NEW YORK — Health officials say the number of people sickened by a deadly meningitis outbreak has now reached 105.

The number of deaths rose to eight with a fatality in Tennessee.

The Centers for Disease Control and Prevention updated the count Monday. Tennessee, Michigan, Virginia, Indiana, Florida, Maryland, Minnesota, North Carolina and Ohio previously reported cases.

Officials have tied the fungal meningitis outbreak to steroid shots for back pain. The steroid was made by a specialty pharmacy in Massachusetts. The company has recalled the steroid, which was sent to clinics in 23 states.

FLORIDA

Man dies after winning live-roach-eating contest

DEERFIELD BEACH — Authorities say the winner of a roach-eating contest in South Florida died shortly after downing dozens of the live bugs as well as worms. The grand prize in Friday night’s contest was a live python.

The Broward County Sheriff’s Office says in a news release that it is waiting for an autopsy to give the official cause of death.

The release Monday said Edward Archbold, 32, became ill soon after winning and collapsed in front of the Ben Siegel Reptile Store where the contest was held. Mr. Archbold was pronounced dead at a hospital.

Police say several contestants ate insects but no one else became ill.

PENNSYLVANIA

Man dies during brawl at wedding receptions

PHILADELPHIA — A man was charged after a large brawl broke out among people attending two different wedding receptions in downtown Philadelphia during the weekend, police said Monday.

The fight, which was caught on video and quickly spread online, happened early Sunday at a hotel in the Society Hill neighborhood and involved dozens of people in their formal attire.
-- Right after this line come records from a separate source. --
//! Session-scoped state shared by every request.
//!
//! # Design
//! `CookieJar` is the only mutable state that transports write into. It is
//! internally synchronized, and all cookies carried by one response are
//! applied under a single lock acquisition, so concurrent responses never
//! interleave partial updates. Ordering between different responses is not
//! defined: the last one applied wins.
//!
//! The validation token (ETag) is read through `ValidationTokenProvider` so
//! the broker never reaches for global session state.

use std::collections::HashMap;

use chrono::{DateTime, Duration, NaiveDateTime, Utc};
use parking_lot::{Mutex, RwLock};

/// A single cookie as stored in the jar.
#[derive(Debug, Clone, PartialEq, Eq)]
pub struct Cookie {
    pub name: String,
    pub value: String,
    pub domain: String,
    pub path: String,
    /// `None` for a session cookie that lives as long as the jar.
    pub expires: Option<DateTime<Utc>>,
}

impl Cookie {
    pub fn new(domain: &str, name: &str, value: &str) -> Self {
        Self {
            name: name.to_string(),
            value: value.to_string(),
            domain: normalize_domain(domain),
            path: "/".to_string(),
            expires: None,
        }
    }

    fn is_expired(&self, now: DateTime<Utc>) -> bool {
        self.expires.is_some_and(|at| at <= now)
    }
}

type CookieKey = (String, String, String);

fn key_of(cookie: &Cookie) -> CookieKey {
    (cookie.domain.clone(), cookie.path.clone(), cookie.name.clone())
}

/// Thread-safe cookie store keyed by (domain, path, name).
#[derive(Debug, Default)]
pub struct CookieJar {
    cookies: Mutex<HashMap<CookieKey, Cookie>>,
}

impl CookieJar {
    pub fn new() -> Self {
        Self::default()
    }

    /// The cookie `name` that applies to `domain`.
    ///
    /// Follows the same matching as `header_for`, so cookies set for a parent
    /// domain are found too. When several apply, the one with the most
    /// specific domain wins, then the one with the longest path.
    pub fn get(&self, domain: &str, name: &str) -> Option<Cookie> {
        let host = normalize_domain(domain);
        let now = Utc::now();
        let cookies = self.cookies.lock();
        cookies
            .values()
            .filter(|c| c.name == name && domain_matches(&host, &c.domain) && !c.is_expired(now))
            .max_by_key(|c| (c.domain.len(), c.path.len()))
            .cloned()
    }

    pub fn insert(&self, cookie: Cookie) {
        self.cookies.lock().insert(key_of(&cookie), cookie);
    }

    /// Apply every `Set-Cookie` header value of one response atomically.
    ///
    /// `domain` is the host the response came from; a `Domain` attribute in
    /// the header overrides it. A cookie with an empty value, `Max-Age<=0`
    /// or an `Expires` date in the past is removed.
    pub fn store_set_cookies<'a>(&self, domain: &str, headers: impl IntoIterator<Item = &'a str>) {
        let now = Utc::now();
        let parsed: Vec<Cookie> = headers
            .into_iter()
            .filter_map(|header| parse_set_cookie(domain, header, now))
            .collect();
        if parsed.is_empty() {
            return;
        }
        let mut cookies = self.cookies.lock();
        for cookie in parsed {
            let key = key_of(&cookie);
            if cookie.value.is_empty() || cookie.is_expired(now) {
                cookies.remove(&key);
            } else {
                cookies.insert(key, cookie);
            }
        }
        cookies.retain(|_, c| !c.is_expired(now));
    }

    /// The `Cookie` request header for a request to `domain` and `path`.
    ///
    /// Cookies set for a parent domain are sent to its subdomains; a cookie
    /// is only sent under its own path. Longer paths come first.
    pub fn header_for(&self, domain: &str, path: &str) -> Option<String> {
        let host = normalize_domain(domain);
        let now = Utc::now();
        let cookies = self.cookies.lock();
        let mut matching: Vec<&Cookie> = cookies
            .values()
            .filter(|c| domain_matches(&host, &c.domain) && path_matches(path, &c.path) && !c.is_expired(now))
            .collect();
        if matching.is_empty() {
            return None;
        }
        matching.sort_by(|a, b| {
            b.path
                .len()
                .cmp(&a.path.len())
                .then_with(|| (&a.name, &a.value).cmp(&(&b.name, &b.value)))
        });
        let pairs: Vec<String> = matching.iter().map(|c| format!("{}={}", c.name, c.value)).collect();
        Some(pairs.join("; "))
    }

    pub fn len(&self) -> usize {
        self.cookies.lock().len()
    }

    pub fn is_empty(&self) -> bool {
        self.len() == 0
    }

    pub fn clear(&self) {
        self.cookies.lock().clear();
    }
}

fn normalize_domain(domain: &str) -> String {
    domain.trim().trim_start_matches('.').to_ascii_lowercase()
}

fn domain_matches(host: &str, cookie_domain: &str) -> bool {
    host == cookie_domain
        || host
            .strip_suffix(cookie_domain)
            .is_some_and(|prefix| prefix.ends_with('.'))
}

fn path_matches(request_path: &str, cookie_path: &str) -> bool {
    let request_path = if request_path.is_empty() { "/" } else { request_path };
    match request_path.strip_prefix(cookie_path) {
        Some(rest) => rest.is_empty() || cookie_path.ends_with('/') || rest.starts_with('/'),
        None => false,
    }
}

/// Parse an `Expires` date in the IMF-fixdate form or the older
/// `Wdy, DD-Mon-YYYY HH:MM:SS GMT` form.
fn parse_expires(value: &str) -> Option<DateTime<Utc>> {
    let value = value.trim();
    if let Ok(date) = DateTime::parse_from_rfc2822(value) {
        return Some(date.with_timezone(&Utc));
    }
    NaiveDateTime::parse_from_str(value, "%a, %d-%b-%Y %H:%M:%S GMT")
        .ok()
        .map(|naive| naive.and_utc())
}

fn parse_set_cookie(origin: &str, header: &str, now: DateTime<Utc>) -> Option<Cookie> {
    let mut parts = header.split(';');
    let (name, value) = parts.next()?.split_once('=')?;
    let name = name.trim();
    if name.is_empty() {
        return None;
    }
    let mut cookie = Cookie::new(origin, name, value.trim().trim_matches('"'));
    let mut max_age = None;
    for attr in parts {
        let (key, val) = attr.split_once('=').unwrap_or((attr, ""));
        let val = val.trim();
        match key.trim().to_ascii_lowercase().as_str() {
            "domain" if !val.is_empty() => cookie.domain = normalize_domain(val),
            "path" if val.starts_with('/') => cookie.path = val.to_string(),
            "max-age" => max_age = val.parse::<i64>().ok().or(max_age),
            "expires" => cookie.expires = parse_expires(val).or(cookie.expires),
            _ => {}
        }
    }
    // Max-Age wins over Expires when both are present.
    if let Some(secs) = max_age {
        cookie.expires = if secs <= 0 {
            Some(DateTime::<Utc>::MIN_UTC)
        } else {
            Duration::try_seconds(secs).and_then(|age| now.checked_add_signed(age))
        };
    }
    Some(cookie)
}

/// Source of the conditional-request token attached to POSTs as `If-Match`.
pub trait ValidationTokenProvider: Send + Sync {
    fn read_current_validation_token(&self) -> Option<String>;
}

/// Provider for sessions that never validate writes.
#[derive(Debug, Default, Clone, Copy)]
pub struct NoValidation;

impl ValidationTokenProvider for NoValidation {
    fn read_current_validation_token(&self) -> Option<String> {
        None
    }
}

/// In-memory validation token that the host updates as saves succeed.
#[derive(Debug, Default)]
pub struct SessionEtag {
    token: RwLock<Option<String>>,
}

impl SessionEtag {
    pub fn new() -> Self {
        Self::default()
    }

    pub fn set(&self, token: impl Into<String>) {
        *self.token.write() = Some(token.into());
    }

    pub fn clear(&self) {
        *self.token.write() = None;
    }
}

impl ValidationTokenProvider for SessionEtag {
    fn read_current_validation_token(&self) -> Option<String> {
        self.token.read().clone()
    }
}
A 57-year-old suffered a fatal heart attack outside the reception, police said, but authorities don’t know if he was involved in the fights. Dozens of police were called in to attempt to control the melee.

One of the people involved, Matthew Sofka, 26, of Westfield, N.J., was charged with aggravated assault, simple assault and other counts in connection with the fight, said Lt. Raymond Evers, a Philadelphia police spokesman. Two other people were cited for disorderly conduct.